Emergency obstetric care is critical to reducing maternal mortality. All five of the major direct causes of maternal death – haemorrhage, sepsis, unsafe abortion, hypertensive disorders and obstructed labour – can be treated at a well-staffed, well-equipped health facility. In such settings, most newborns with asphyxia or infection can also be saved.

In case of complications, all women and newborns should have rapid access to well-functioning emergency obstetric facilities that meeting good quality-of-care standards. And in the long term, all births should take place in appropriate facilities, as is the case in all countries that have managed to significantly reduce their maternal mortality.

Post-natal care

Post-natal care – provided within the first 24 hours of delivery, on the third day afterward, then in the second and sixth weeks – is as important as antenatal care. Bleeding, sepsis and hypertensive disorders can all occur after a woman leaves the health facility.

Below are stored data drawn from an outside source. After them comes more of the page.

//! `fundr wizard` command - Build and submit the startup profile
//!
//! Every invocation resumes the stored draft, so the wizard can be filled
//! interactively in one sitting or section by section from files.

use clap::Subcommand;
use console::style;
use miette::{IntoDiagnostic, Result};
use std::path::PathBuf;
use std::sync::Arc;

use crate::cli::helpers::{print_record, read_data_file, Workspace};
use crate::cli::table::{CellValue, ColumnDef, TableFormatter, TableRow};
use crate::cli::{GlobalOpts, OutputFormat};
use crate::core::backend::ProfileSubmitter;
use crate::core::submission::SubmissionReceipt;
use crate::entities::Role;
use crate::schema::{
    render_section, Advance, PreviewContext, Prompter, SchemaRegistry, TemplateGenerator,
    TerminalPrompter, ValidationReport, WizardController, WizardError, WizardState,
};

#[derive(Subcommand, Debug)]
pub enum WizardCommands {
    /// Fill in the profile interactively
    Run,

    /// Show progress through the sections
    Status,

    /// Save a section from a JSON/YAML file and advance past it
    Fill(FillArgs),

    /// Render the assembled profile as markdown
    Preview(PreviewArgs),

    /// Submit a complete draft (retry after a failed submission)
    Submit,

    /// Discard the draft and start over
    Reset {
        /// Skip the confirmation prompt
        #[arg(long, short = 'y')]
        yes: bool,
    },
}

#[derive(clap::Args, Debug)]
pub struct FillArgs {
    /// Section id (pitch, team, traction, ...)
    pub section: String,

    /// JSON or YAML file with the section data
    pub file: PathBuf,
}

#[derive(clap::Args, Debug)]
pub struct PreviewArgs {
    /// Write the preview to a file instead of stdout
    #[arg(long, short = 'o')]
    pub output: Option<PathBuf>,
}

const STATUS_COLUMNS: &[ColumnDef] = &[
    ColumnDef::new("index", "#", 4),
    ColumnDef::new("id", "SECTION", 12),
    ColumnDef::new("title", "TITLE", 28),
    ColumnDef::new("required", "REQUIRED", 10),
    ColumnDef::new("complete", "COMPLETE", 10),
    ColumnDef::new("current", "CURRENT", 9),
];

pub fn run(cmd: WizardCommands, global: &GlobalOpts) -> Result<()> {
    let ws = Workspace::open(global)?;
    let (registry, controller) = open_controller(&ws)?;

    match cmd {
        WizardCommands::Run => run_interactive(&controller),
        WizardCommands::Status => run_status(&controller, ws.format(global), global.quiet),
        WizardCommands::Fill(args) => run_fill(&controller, args, global),
        WizardCommands::Preview(args) => run_preview(&ws, &registry, &controller.state(), args),
        WizardCommands::Submit => {
            let receipt = controller.submit().map_err(wizard_error)?;
            report_submitted(&receipt);
            Ok(())
        }
        WizardCommands::Reset { yes } => run_reset(&controller, yes, global),
    }
}

/// Resume the founder's stored draft
fn open_controller(ws: &Workspace) -> Result<(Arc<SchemaRegistry>, WizardController)> {
    let registry = ws.registry()?;
    let backend = ws.backend()?;
    let session = ws.session(&backend)?;
    session
        .require(Role::Founder)
        .map_err(|e| miette::miette!("{}", e))?;

    let store = Arc::new(ws.draft_store(&registry));
    let target = Arc::new(ProfileSubmitter::new(backend, session));
    let controller = WizardController::resume(Arc::clone(&registry), store, target)
        .with_submit_timeout(ws.config.submit_timeout());
    Ok((registry, controller))
}

fn wizard_error(e: WizardError) -> miette::Report {
    match e {
        WizardError::Incomplete(incomplete) => miette::miette!(
            help = "Fill the missing sections with 'fundr wizard fill <section> <file>'",
            "{} (missing: {})",
            incomplete,
            incomplete.missing.join(", ")
        ),
        WizardError::Submit(failure) => miette::miette!(
            help = "Your draft is saved. Run 'fundr wizard submit' to try again",
            "{}",
            failure
        ),
        other => miette::miette!("{}", other),
    }
}

fn report_submitted(receipt: &SubmissionReceipt) {
    println!(
        "{} Profile submitted: {}",
        style("✓").green(),
        style(&receipt.id).cyan()
    );
    if let Some(message) = &receipt.message {
        println!("  {}", message);
    }
}

fn run_fill(controller: &WizardController, args: FillArgs, global: &GlobalOpts) -> Result<()> {
    let registry = controller.registry();
    let index = registry.index_of(&args.section).ok_or_else(|| {
        miette::miette!(
            help = format!("Available sections: {}", registry.ids().collect::<Vec<_>>().join(", ")),
            "Unknown section '{}'",
            args.section
        )
    })?;
    let data = read_data_file(&args.file)?;

    if index != controller.current_index() {
        controller.jump_to(&args.section).map_err(wizard_error)?;
    }
    controller.update_current(data).map_err(wizard_error)?;

    match controller.advance().map_err(wizard_error)? {
        Advance::Refused(result) => Err(ValidationReport::new(&args.section, &result).into()),
        Advance::Moved { to, .. } => {
            if !global.quiet {
                let title = registry.section_at(index).map(|s| s.title()).unwrap_or_default();
                println!(
                    "{} Saved {} ({}/{})",
                    style("✓").green(),
                    style(title).bold(),
                    index + 1,
                    registry.len()
                );
                if let Some(next) = registry.section_at(to) {
                    println!("  Next: {} ({})", next.title(), style(next.id()).cyan());
                }
            }
            Ok(())
        }
        Advance::Submitted(receipt) => {
            report_submitted(&receipt);
            Ok(())
        }
    }
}

fn run_status(controller: &WizardController, format: OutputFormat, quiet: bool) -> Result<()> {
    let state = controller.state();
    if matches!(format, OutputFormat::Json | OutputFormat::Yaml) {
        return print_record(&state, format);
    }

    let registry = controller.registry();
    let rows: Vec<TableRow> = registry
        .sections()
        .iter()
        .enumerate()
        .map(|(i, s)| {
            TableRow::new(s.id())
                .cell("index", CellValue::Number(i as i64 + 1))
                .cell("id", CellValue::Id(s.id().to_string()))
                .cell("title", CellValue::Text(s.title().to_string()))
                .cell("required", CellValue::Check(s.required()))
                .cell("complete", CellValue::Check(state.draft.is_complete(s.id())))
                .cell("current", CellValue::Check(i == state.current_section_index))
        })
        .collect();
    TableFormatter::new(STATUS_COLUMNS, "section")
        .quiet(true)
        .output(&rows, format)?;

    if !quiet && !matches!(format, OutputFormat::Csv | OutputFormat::Id) {
        println!();
        println!(
            "{} of {} sections complete",
            style(state.draft.completed_count()).cyan(),
            registry.len()
        );
    }
    Ok(())
}

fn run_preview(
    ws: &Workspace,
    registry: &SchemaRegistry,
    state: &WizardState,
    args: PreviewArgs,
) -> Result<()> {
    let ctx = PreviewContext::from_draft(registry, &state.draft, ws.config.author());
    let generator = TemplateGenerator::new().map_err(|e| miette::miette!("{}", e))?;
    let rendered = generator
        .render_preview(&ctx)
        .map_err(|e| miette::miette!("{}", e))?;

    match args.output {
        Some(path) => {
            std::fs::write(&path, rendered).into_diagnostic()?;
            println!(
                "{} Wrote preview to {}",
                style("✓").green(),
                style(path.display()).cyan()
            );
        }
        None => print!("{}", rendered),
    }
    Ok(())
}

fn run_reset(controller: &WizardController, yes: bool, global: &GlobalOpts) -> Result<()> {
    if !yes {
        let confirmed = TerminalPrompter::new().confirm("Discard the saved draft and start over?", false)?;
        if !confirmed {
            println!("Cancelled");
            return Ok(());
        }
    }
    controller.reset().map_err(wizard_error)?;
    if !global.quiet {
        println!("{} Draft discarded", style("✓").green());
    }
    Ok(())
}

/// Printed when leaving the interactive wizard after a refusal
const QUIT_NOTICE: &str = "Completed sections are saved. Unsaved changes to this section are discarded. \
     Run 'fundr wizard run' to continue.";

/// What to do after a section fails validation
enum AfterRefusal {
    Edit,
    Back,
    Jump,
    Quit,
}

fn run_interactive(controller: &WizardController) -> Result<()> {
    let mut prompter = TerminalPrompter::new();
    let registry = controller.registry();
    let total = registry.len();

    loop {
        let section = controller.current_section().map_err(wizard_error)?;
        let index = controller.current_index();
        println!();
        println!(
            "{} {}",
            style(format!("Step {}/{}", index + 1, total)).dim(),
            style(section.title()).bold()
        );

        let data = render_section(section, Some(&controller.current_data()), &mut prompter)?;
        controller.update_current(data).map_err(wizard_error)?;

        match controller.advance() {
            Ok(Advance::Moved { .. }) => {
                println!("{} Saved {}", style("✓").green(), section.title());
            }
            Ok(Advance::Submitted(receipt)) => {
                report_submitted(&receipt);
                return Ok(());
            }
            Ok(Advance::Refused(result)) => {
                for error in &result.errors {
                    prompter.notice(&format!("{}: {}", error.field_path, error.message));
                }
                match ask_after_refusal(&mut prompter, controller)? {
                    AfterRefusal::Edit => {}
                    AfterRefusal::Back => {
                        controller.retreat().map_err(wizard_error)?;
                    }
                    AfterRefusal::Jump => {
                        let reachable = controller
                            .state()
                            .highest_validated
                            .map_or(0, |h| h + 1);
                        let options: Vec<String> = registry
                            .sections()
                            .iter()
                            .take(reachable)
                            .map(|s| s.title().to_string())
                            .collect();
                        let choice = prompter.select("Jump to", &options, 0)?;
                        if let Some(target) = registry.section_at(choice) {
                            controller.jump_to(target.id()).map_err(wizard_error)?;
                        }
                    }
                    AfterRefusal::Quit => {
                        println!("{}", QUIT_NOTICE);
                        return Ok(());
                    }
                }
            }
            Err(WizardError::Incomplete(incomplete)) => {
                prompter.notice(&incomplete.to_string());
            }
            Err(WizardError::Submit(failure)) => {
                prompter.notice(&failure.to_string());
                loop {
                    if !prompter.confirm("Retry submission?", true)? {
                        println!("Draft saved. Run 'fundr wizard submit' to retry.");
                        return Ok(());
                    }
                    match controller.submit() {
                        Ok(receipt) => {
                            report_submitted(&receipt);
                            return Ok(());
                        }
                        Err(WizardError::Submit(failure)) => prompter.notice(&failure.to_string()),
                        Err(e) => return Err(wizard_error(e)),
                    }
                }
            }
            Err(e) => return Err(wizard_error(e)),
        }
    }
}

fn ask_after_refusal(
    prompter: &mut dyn Prompter,
    controller: &WizardController,
) -> Result<AfterRefusal> {
    let mut options = vec![("Edit this section again", AfterRefusal::Edit)];
    if controller.current_index() > 0 {
        options.push(("Go back to the previous section", AfterRefusal::Back));
    }
    if controller.state().highest_validated.is_some() {
        options.push(("Jump to a completed section", AfterRefusal::Jump));
    }
    options.push(("Quit and discard changes to this section", AfterRefusal::Quit));

    let labels: Vec<String> = options.iter().map(|(label, _)| label.to_string()).collect();
    let choice = prompter.select("What next?", &labels, 0)?;
    Ok(options
        .into_iter()
        .nth(choice)
        .map(|(_, action)| action)
        .unwrap_or(AfterRefusal::Edit))
}

#[cfg(test)]
mod tests {
    use super::*;
    use crate::core::draft::MemoryDraftStore;
    use crate::core::submission::{SubmissionPayload, SubmissionTarget, SubmitResult};
    use serde_json::json;

    struct Unused;

    impl SubmissionTarget for Unused {
        fn submit(&self, _payload: &SubmissionPayload) -> SubmitResult {
            panic!("nothing should be submitted");
        }
    }

    /// Picks the last option offered and remembers the labels
    #[derive(Default)]
    struct PickLast {
        offered: Vec<String>,
    }

    impl Prompter for PickLast {
        fn text(&mut self, label: &str, _initial: Option<&str>, _allow_empty: bool) -> Result<String> {
            panic!("unexpected text prompt '{}'", label);
        }

        fn select(&mut self, _label: &str, options: &[String], _initial: usize) -> Result<usize> {
            self.offered = options.to_vec();
            Ok(options.len() - 1)
        }

        fn multi_select(&mut self, label: &str, _options: &[String], _selected: &[bool]) -> Result<Vec<usize>> {
            panic!("unexpected multi-select '{}'", label);
        }

        fn confirm(&mut self, label: &str, _initial: bool) -> Result<bool> {
            panic!("unexpected confirm '{}'", label);
        }
    }

    #[test]
    fn test_quit_after_refusal_warns_about_discarded_edits() {
        let registry = Arc::new(SchemaRegistry::embedded().unwrap());
        let controller = WizardController::new(registry, Arc::new(MemoryDraftStore::new()), Arc::new(Unused));
        controller.update_current(json!({ "oneLiner": "Short" })).unwrap();

        let mut prompter = PickLast::default();
        let choice = ask_after_refusal(&mut prompter, &controller).unwrap();

        assert!(matches!(choice, AfterRefusal::Quit));
        let label = prompter.offered.last().unwrap();
        assert!(label.contains("discard"), "{}", label);
        assert!(!label.contains("Save"));
        assert!(QUIT_NOTICE.contains("Unsaved changes to this section are discarded"));
    }
}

Newborns are also extremely vulnerable in the immediate aftermath of birth.

UNFPA, WHO and UNICEF strongly recommend follow-up visits by a health worker to assess both mother and child in the post-natal period.

UNFPA at work

Making motherhood safer is a top priority for UNFPA. UNFPA works at all levels to promote universal access to sexual and reproductive health care and rights, including by promoting international maternal health standards and providing guidance and support to health systems.

UNFPA-supported programmes emphasize capacity development in maternal care, especially the strengthening of human resources, emergency obstetric and newborn care and respectful and human-centred quality care. Among its many programmes, UNFPA helps to train midwives, supports emergency obstetric and newborn care facilities and networks, and provides essential drugs and family planning services. UNFPA also supports the implementation of maternal death review and response systems, which help officials understand how many women are dying, why, and how to respond.

UNFPA additionally seeks to make pregnancy and childbirth as safe as possible in emergency settings. And UNFPA's work to prevent fistula is calling attention to health systems that are failing to meet the needs of women. UNFPA also supports fistula repair programmes, directly supporting over 129,000 surgeries and bringing relief to women and girls in need of treatment between 2003 and 2021.